=== Collected data ===
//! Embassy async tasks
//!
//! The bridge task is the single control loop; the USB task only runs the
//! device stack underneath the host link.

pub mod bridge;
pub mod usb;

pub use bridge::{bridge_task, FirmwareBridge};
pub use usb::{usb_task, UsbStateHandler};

=== WHAT YOU HAVE TO DO ===
Each record should be repeated in full, exactly as it is written.

=== THE COMPLETED TASK ===
//! Embassy async tasks
//!
//! The bridge task is the single control loop; the USB task only runs the
//! device stack underneath the host link.

pub mod bridge;
pub mod usb;

pub use bridge::{bridge_task, FirmwareBridge};
pub use usb::{usb_task, UsbStateHandler};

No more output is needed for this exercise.